§ **AIM OF THE TASK**:
In the records below, find the line that contains "fn fmt(&self, f: &mut" and the line that contains "Derive the schema", then retype exactly those two lines and every line between them.

BEGIN DATA

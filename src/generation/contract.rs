//! Output schemas derived from Rust types and enforced locally.

use std::fmt;

use schemars::JsonSchema;
use serde_json::Value;

use crate::error::{ForgeError, GenerationFailure};

/// A JSON Schema bound to a name, with a compiled validator.
///
/// The same schema is sent to the provider and checked against the reply, so
/// a provider that ignores the constraint is caught here rather than trusted.
pub struct OutputSchema {
    name: String,
    schema: Value,
    validator: jsonschema::Validator,
}

impl fmt::Debug for OutputSchema {
    fn fmt(&self, f: &mut fmt::Formatter<'_>) -> fmt::Result {
        f.debug_struct("OutputSchema")
            .field("name", &self.name)
            .field("schema", &self.schema)
            .finish_non_exhaustive()
    }
}

impl OutputSchema {
    /// Derive the schema of `T` with `schemars`.
    pub fn for_type<T: JsonSchema>() -> Result<Self, ForgeError> {
        let schema = serde_json::to_value(schemars::schema_for!(T))?;
        Self::new(T::schema_name(), schema)
    }

    /// Wrap a hand-written schema.
    pub fn new(name: impl Into<String>, schema: Value) -> Result<Self, ForgeError> {
        let validator = jsonschema::validator_for(&schema)
            .map_err(|e| ForgeError::InvalidArgument(format!("invalid output schema: {e}")))?;
        Ok(Self {
            name: name.into(),
            schema,
            validator,
        })
    }

    pub fn name(&self) -> &str {
        &self.name
    }

    pub fn schema(&self) -> &Value {
        &self.schema
    }

    /// Check `instance` against the schema, collecting every violation.
    pub fn validate(&self, instance: &Value) -> Result<(), Vec<String>> {
        let errors: Vec<String> = self
            .validator
            .iter_errors(instance)
            .map(|e| format!("{e}"))
            .collect();
        if errors.is_empty() {
            Ok(())
        } else {
            Err(errors)
        }
    }

    /// Validate `instance` and turn a failure into a [`GenerationFailure`].
    pub fn check(&self, instance: &Value, raw: &str) -> Result<(), GenerationFailure> {
        self.validate(instance)
            .map_err(|errors| GenerationFailure::SchemaViolation {
                errors,
                raw: raw.to_string(),
            })
    }
}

END DATA

§ **YOUR SOLUTION**:
    fn fmt(&self, f: &mut fmt::Formatter<'_>) -> fmt::Result {
        f.debug_struct("OutputSchema")
            .field("name", &self.name)
            .field("schema", &self.schema)
            .finish_non_exhaustive()
    }
}

impl OutputSchema {
    /// Derive the schema of `T` with `schemars`.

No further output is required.